語り継ぐ夏 ~すみてる少年の8月9日~
2023年8月28日~2023年9月3日放送
長崎放送 報道制作部 中島千夏
【番組概要】
1945年8月9日11時2分。長崎に投下された一発の原子爆弾により、まちは一瞬にして焦土と化しました。その年の12月までの死者は7万3,884人、負傷者は7万4,909人。奇跡的に生き延びた被爆者の中には、生涯、原爆の後遺症に苦しみ続けた人もいます。背中一面と腕にやけどを負い、「赤い背中の少年」と呼ばれた谷口稜曄(すみてる)さんもその一人です。床ずれで胸はえぐり取られたようになり、皮膚呼吸の出来なくなった体で、被爆の悲惨さを語り続けました。2017年8月、核兵器禁止条約の採択を見届け、88歳の生涯を閉じました。核兵器のない世界を見ることが出来なかったことは言うまでもありません。78年前のあの日、谷口さんはどうやって生き延びたのか。谷口さんの半生を描いた絵本「生きているかぎり語りつづける」(舘林愛 著)の朗読を通して伝えます。
【制作意図】
被爆から78年。台風6号の接近により、長崎市の平和祈念式典は60年ぶりに屋内での縮小開催となり、ほとんどの被爆者が参列できないという異例の8月9日となりました。市内各地で行われるはずだった平和活動も中止を余儀なくされ、国内外から多くの人が長崎の地に集うことはできませんでした。
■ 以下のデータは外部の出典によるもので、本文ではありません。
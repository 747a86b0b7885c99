//! Common test utilities: a recording editor factory and a headless runner.

#![allow(dead_code)]

use sqlformula::editor::{
    CursorContext, EditorEvent, EditorFactory, EditorInstance, EditorOptions, EventKind,
    HintResult, InstanceId, Listener, MountPoint, Position, SubscriptionId,
};
use sqlformula::error::{FormulaError, Result};
use std::cell::RefCell;
use std::fmt;
use std::path::PathBuf;
use std::process::Command;
use std::rc::Rc;

/// What happened to instances built by a [`RecordingFactory`].
#[derive(Debug, Clone, PartialEq, Eq)]
pub enum Lifecycle {
    Created { id: InstanceId, value: String },
    Destroyed(InstanceId),
}

/// Shared log of everything the factory and its instances saw.
#[derive(Debug, Default)]
pub struct Recording {
    pub options: Vec<EditorOptions>,
    pub lifecycle: Vec<Lifecycle>,
    pub hint_results: Vec<HintResult>,
}

impl Recording {
    pub fn created(&self) -> usize {
        self.lifecycle
            .iter()
            .filter(|e| matches!(e, Lifecycle::Created { .. }))
            .count()
    }

    pub fn destroyed(&self) -> usize {
        self.lifecycle
            .iter()
            .filter(|e| matches!(e, Lifecycle::Destroyed(_)))
            .count()
    }

    /// Instances created and not yet destroyed.
    pub fn live(&self) -> usize {
        self.created() - self.destroyed()
    }
}

/// Factory that records its calls and builds [`FakeEditor`]s.
#[derive(Debug, Clone, Default)]
pub struct RecordingFactory {
    pub recording: Rc<RefCell<Recording>>,
    /// Fail the next `create` call.
    pub fail_next: Rc<RefCell<bool>>,
}

impl RecordingFactory {
    pub fn new() -> Self {
        Self::default()
    }
}

impl EditorFactory for RecordingFactory {
    type Instance = FakeEditor;

    fn create(&mut self, _mount: &MountPoint, options: EditorOptions) -> Result<FakeEditor> {
        if std::mem::take(&mut *self.fail_next.borrow_mut()) {
            return Err(FormulaError::construction("factory refused"));
        }
        let id = InstanceId::next();
        let mut recording = self.recording.borrow_mut();
        recording.lifecycle.push(Lifecycle::Created {
            id,
            value: options.value.clone(),
        });
        recording.options.push(options.clone());

        Ok(FakeEditor {
            id,
            text: options.value.clone(),
            options,
            listeners: Vec::new(),
            next_subscription: 0,
            destroyed: false,
            recording: Rc::clone(&self.recording),
        })
    }
}

/// Minimal editor: a string with the cursor always at its end.
pub struct FakeEditor {
    id: InstanceId,
    text: String,
    options: EditorOptions,
    listeners: Vec<(SubscriptionId, EventKind, Listener)>,
    next_subscription: u64,
    destroyed: bool,
    recording: Rc<RefCell<Recording>>,
}

impl fmt::Debug for FakeEditor {
    fn fmt(&self, f: &mut fmt::Formatter<'_>) -> fmt::Result {
        f.debug_struct("FakeEditor")
            .field("id", &self.id)
            .field("text", &self.text)
            .field("listeners", &self.listeners.len())
            .field("destroyed", &self.destroyed)
            .finish()
    }
}

impl FakeEditor {
    pub fn options(&self) -> &EditorOptions {
        &self.options
    }

    /// Moves the cursor to the end of `text` and fires `cursorActivity`.
    pub fn move_to_end_of(&mut self, text: &str) {
        self.text = text.to_string();
        let cursor = self.cursor();
        self.fire(EditorEvent::CursorActivity { cursor });
    }

    fn fire(&mut self, event: EditorEvent) {
        let mut listeners = std::mem::take(&mut self.listeners);
        for (_, kind, listener) in listeners.iter_mut() {
            if *kind == event.kind() {
                let instance: &mut dyn EditorInstance = &mut *self;
                listener(instance, &event);
            }
        }
        listeners.append(&mut self.listeners);
        self.listeners = listeners;
    }
}

impl EditorInstance for FakeEditor {
    fn id(&self) -> InstanceId {
        self.id
    }

    fn on(&mut self, kind: EventKind, listener: Listener) -> SubscriptionId {
        self.next_subscription += 1;
        let id = SubscriptionId(self.next_subscription);
        self.listeners.push((id, kind, listener));
        id
    }

    fn off(&mut self, subscription: SubscriptionId) -> bool {
        let before = self.listeners.len();
        self.listeners.retain(|(id, _, _)| *id != subscription);
        self.listeners.len() != before
    }

    fn listener_count(&self) -> usize {
        self.listeners.len()
    }

    fn value(&self) -> String {
        self.text.clone()
    }

    fn cursor(&self) -> Position {
        let line = self.text.lines().count().saturating_sub(1);
        let ch = self.text.lines().last().map_or(0, |l| l.chars().count());
        Position::new(line, ch)
    }

    fn show_hint(&mut self) {
        let Some(source) = self.options.hint_options.hint.clone() else {
            return;
        };
        let result = source.hints(&CursorContext::at_end(&self.text));
        self.recording.borrow_mut().hint_results.push(result);
    }

    fn close_hint(&mut self) {}

    fn destroy(&mut self) {
        if self.destroyed {
            return;
        }
        self.destroyed = true;
        self.recording
            .borrow_mut()
            .lifecycle
            .push(Lifecycle::Destroyed(self.id));
    }

    fn is_destroyed(&self) -> bool {
        self.destroyed
    }
}

/// Path of a config file that does not exist, so runs use the defaults.
pub fn missing_config() -> PathBuf {
    std::env::temp_dir().join("sqlformula-tests-no-such-dir").join("config.toml")
}

/// Runs the sqlformula binary with the given arguments and the default
/// configuration.
pub fn run_sqlformula(args: &[&str]) -> (i32, String, String) {
    let config = missing_config();
    let output = Command::new(env!("CARGO_BIN_EXE_sqlformula"))
        .arg("--config")
        .arg(&config)
        .args(args)
        .env_remove("SQLFORMULA_MODE")
        .env_remove("SQLFORMULA_THEME")
        .output()
        .expect("Failed to execute command");

    let exit_code = output.status.code().unwrap_or(-1);
    let stdout = String::from_utf8_lossy(&output.stdout).to_string();
    let stderr = String::from_utf8_lossy(&output.stderr).to_string();

    (exit_code, stdout, stderr)
}

/// Runs sqlformula in headless mode.
pub fn run_headless(args: &[&str]) -> (i32, String, String) {
    let mut all = vec!["--headless"];
    all.extend_from_slice(args);
    run_sqlformula(&all)
}
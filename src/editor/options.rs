//! Creation options for editor instances.
//!
//! Options are fixed at construction time; changing any of them means building
//! a new instance.

use super::hint::HintSource;
use super::sql_hint::HintTables;
use std::collections::BTreeMap;
use std::fmt;
use std::rc::Rc;

/// Options controlling the hint popup.
#[derive(Clone)]
pub struct HintOptions {
    /// Pick the candidate immediately when a request yields exactly one.
    pub complete_single: bool,
    /// Schema used by the built-in SQL completer.
    pub tables: HintTables,
    /// Hint source to use instead of the built-in SQL completer.
    pub hint: Option<Rc<dyn HintSource>>,
}

impl Default for HintOptions {
    fn default() -> Self {
        Self {
            complete_single: true,
            tables: HintTables::new(),
            hint: None,
        }
    }
}

impl fmt::Debug for HintOptions {
    fn fmt(&self, f: &mut fmt::Formatter<'_>) -> fmt::Result {
        f.debug_struct("HintOptions")
            .field("complete_single", &self.complete_single)
            .field("tables", &self.tables)
            .field("hint", &self.hint.as_ref().map(|_| "<custom>"))
            .finish()
    }
}

/// Everything an editor needs at construction.
#[derive(Debug, Clone)]
pub struct EditorOptions {
    /// Initial document.
    pub value: String,
    /// MIME name of the SQL mode, e.g. `text/x-mysql`.
    pub mode: String,
    /// Palette name.
    pub theme: String,
    /// Indent with tab characters instead of `indent_unit` spaces.
    pub indent_with_tabs: bool,
    pub indent_unit: usize,
    /// Display width of a tab character.
    pub tab_size: usize,
    /// Carry indentation over on Enter and indent after an open bracket.
    pub smart_indent: bool,
    /// Highlight the bracket pair touching the cursor.
    pub match_brackets: bool,
    /// Wrap long lines instead of scrolling horizontally.
    pub line_wrapping: bool,
    /// Take keyboard focus on construction.
    pub autofocus: bool,
    /// Key name to command name bindings, consulted before default handling.
    pub extra_keys: BTreeMap<String, String>,
    pub hint_options: HintOptions,
}

impl Default for EditorOptions {
    fn default() -> Self {
        Self {
            value: String::new(),
            mode: "text/x-sql".to_string(),
            theme: "default".to_string(),
            indent_with_tabs: false,
            indent_unit: 2,
            tab_size: 4,
            smart_indent: true,
            match_brackets: false,
            line_wrapping: false,
            autofocus: false,
            extra_keys: BTreeMap::new(),
            hint_options: HintOptions::default(),
        }
    }
}
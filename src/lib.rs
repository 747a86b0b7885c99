//! sqlformula - a terminal SQL editor with schema-aware autocompletion.
//!
//! The [`component::SqlEditor`] host embeds an editor instance through
//! [`binding::EditorBinding`], which configures it for SQL and wires hints
//! from a [`schema::SchemaRegistry`] via [`provider::HintProvider`].

pub mod binding;
pub mod cli;
pub mod component;
pub mod config;
pub mod editor;
pub mod error;
pub mod logging;
pub mod provider;
pub mod schema;
pub mod tui;
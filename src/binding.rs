//! Lifecycle of the editor instance behind the host component.
//!
//! The binding owns at most one live instance. Options cannot be changed on a
//! live instance, so a new value is applied by destroying the instance and
//! constructing a fresh one.

use crate::config::EditorConfig;
use crate::editor::mode::SqlMode;
use crate::editor::{
    ChangeEvent, EditorEvent, EditorFactory, EditorInstance, EditorOptions, EventKind,
    HintOptions, HintSource, InstanceId, MountPoint, SubscriptionId,
};
use crate::error::{FormulaError, Result};
use crate::provider::HintProvider;
use crate::schema::SchemaRegistry;
use std::cell::RefCell;
use std::rc::Rc;
use tracing::{debug, info};

/// Callback notified of every content change of the live instance.
pub type ChangeObserver = Box<dyn FnMut(InstanceId, &ChangeEvent)>;

/// What an instance is constructed from, apart from its value.
#[derive(Debug, Clone)]
pub struct BindingConfig {
    pub editor: EditorConfig,
    pub registry: SchemaRegistry,
}

impl Default for BindingConfig {
    fn default() -> Self {
        Self {
            editor: EditorConfig::default(),
            registry: SchemaRegistry::builtin().clone(),
        }
    }
}

impl BindingConfig {
    pub fn new(editor: EditorConfig, registry: SchemaRegistry) -> Self {
        Self { editor, registry }
    }

    /// Creation options for an instance holding `value`. Single candidates
    /// are never inserted automatically, whatever the configuration says.
    pub fn editor_options(&self, value: &str) -> Result<EditorOptions> {
        let mode = SqlMode::from_mime(&self.editor.mode)?;
        let provider = HintProvider::new(&self.registry, mode);
        let tables = provider.tables().clone();
        let hint: Rc<dyn HintSource> = Rc::new(provider);
        let editor = &self.editor;

        Ok(EditorOptions {
            value: value.to_string(),
            mode: editor.mode.clone(),
            theme: editor.theme.clone(),
            indent_with_tabs: editor.indent_with_tabs,
            indent_unit: editor.indent_unit,
            tab_size: editor.tab_size,
            smart_indent: editor.smart_indent,
            match_brackets: editor.match_brackets,
            line_wrapping: editor.line_wrapping,
            autofocus: editor.autofocus,
            extra_keys: editor.extra_keys.clone(),
            hint_options: HintOptions {
                complete_single: false,
                tables,
                hint: Some(hint),
            },
        })
    }
}

/// A live instance together with its two subscriptions.
#[derive(Debug)]
pub struct EditorHandle<I> {
    instance: I,
    cursor_subscription: SubscriptionId,
    change_subscription: SubscriptionId,
    value: String,
}

impl<I: EditorInstance> EditorHandle<I> {
    pub fn instance(&self) -> &I {
        &self.instance
    }

    pub fn id(&self) -> InstanceId {
        self.instance.id()
    }

    /// The value the instance was constructed with.
    pub fn initial_value(&self) -> &str {
        &self.value
    }

    fn release(mut self) {
        self.instance.off(self.cursor_subscription);
        self.instance.off(self.change_subscription);
        self.instance.destroy();
        debug!(id = %self.instance.id(), "editor instance released");
    }
}

/// Creates, replaces and releases editor instances.
pub struct EditorBinding<F: EditorFactory> {
    factory: F,
    handle: Option<EditorHandle<F::Instance>>,
    last_mount: Option<(MountPoint, BindingConfig)>,
    observer: Option<Rc<RefCell<ChangeObserver>>>,
}

impl<F: EditorFactory> EditorBinding<F> {
    pub fn new(factory: F) -> Self {
        Self {
            factory,
            handle: None,
            last_mount: None,
            observer: None,
        }
    }

    /// Adds a callback notified of every change on instances mounted from
    /// now on.
    pub fn with_change_observer(mut self, observer: ChangeObserver) -> Self {
        self.set_change_observer(observer);
        self
    }

    /// Replaces the change observer. The live instance keeps the one it was
    /// mounted with.
    pub fn set_change_observer(&mut self, observer: ChangeObserver) {
        self.observer = Some(Rc::new(RefCell::new(observer)));
    }

    /// Constructs an instance holding `initial_value` against `container`.
    /// A previously live instance is released first.
    pub fn mount(
        &mut self,
        container: MountPoint,
        initial_value: &str,
        config: &BindingConfig,
    ) -> Result<&EditorHandle<F::Instance>> {
        self.unmount();

        let options = config.editor_options(initial_value)?;
        let mut instance = self.factory.create(&container, options)?;

        let cursor_subscription = instance.on(
            EventKind::CursorActivity,
            Box::new(|editor, _| editor.show_hint()),
        );

        let observer = self.observer.clone();
        let change_subscription = instance.on(
            EventKind::Change,
            Box::new(move |editor, event| {
                if let EditorEvent::Change(change) = event {
                    debug!(
                        id = %editor.id(),
                        from = ?change.from,
                        to = ?change.to,
                        inserted = ?change.text,
                        removed = ?change.removed,
                        "editor content changed"
                    );
                    if let Some(observer) = &observer {
                        let mut callback = observer.borrow_mut();
                        (*callback)(editor.id(), change);
                    }
                }
            }),
        );

        info!(id = %instance.id(), mode = %config.editor.mode, "editor mounted");
        self.last_mount = Some((container, config.clone()));
        Ok(self.handle.insert(EditorHandle {
            instance,
            cursor_subscription,
            change_subscription,
            value: initial_value.to_string(),
        }))
    }

    /// Replaces the live instance with one holding `new_value`, reusing the
    /// container and configuration of the last mount. Cursor position and
    /// history are not carried over.
    pub fn remount(&mut self, new_value: &str) -> Result<&EditorHandle<F::Instance>> {
        let (container, config) = self
            .last_mount
            .clone()
            .ok_or_else(|| FormulaError::internal("Editor binding was never mounted"))?;
        self.mount(container, new_value, &config)
    }

    /// Unsubscribes and destroys the live instance. Does nothing if none is live.
    pub fn unmount(&mut self) {
        if let Some(handle) = self.handle.take() {
            handle.release();
        }
    }

    /// Current text of the live instance.
    pub fn get_value(&self) -> Option<String> {
        self.handle.as_ref().map(|h| h.instance.value())
    }

    pub fn handle(&self) -> Option<&EditorHandle<F::Instance>> {
        self.handle.as_ref()
    }

    pub fn is_mounted(&self) -> bool {
        self.handle.is_some()
    }

    pub fn instance(&self) -> Option<&F::Instance> {
        self.handle.as_ref().map(|h| &h.instance)
    }

    pub fn instance_mut(&mut self) -> Option<&mut F::Instance> {
        self.handle.as_mut().map(|h| &mut h.instance)
    }

    pub fn factory(&self) -> &F {
        &self.factory
    }
}

impl<F: EditorFactory> Drop for EditorBinding<F> {
    fn drop(&mut self) {
        self.unmount();
    }
}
被爆者の平均年齢は85歳を超えました。被爆者から直接その体験を聞くことの出来ない時代が、そこまできています。被爆者が恐れていることは、ふたたび核が使われること、そして、被爆の実相が忘れ去られてしまうことです。
ロシアによるウクライナへの軍事侵攻、北朝鮮のミサイル、中国の核開発…。核兵器使用のリスクが高まるいまだからこそ、被爆者が残した貴重な証言を語り継ぎます。
【制作後記】
朗読のピアノ演奏に協力頂いたのは、長崎県佐世保市在住のピアニスト・重松壮一郎さんです。即興演奏などの独自のスタイルで国内のみならず海外でもライブ活動を行っていて、平和を願うピースコンサートも毎年続けておられます。絵本の朗読を快諾くださった著者の舘林愛さんと重松さんに心から感謝致します。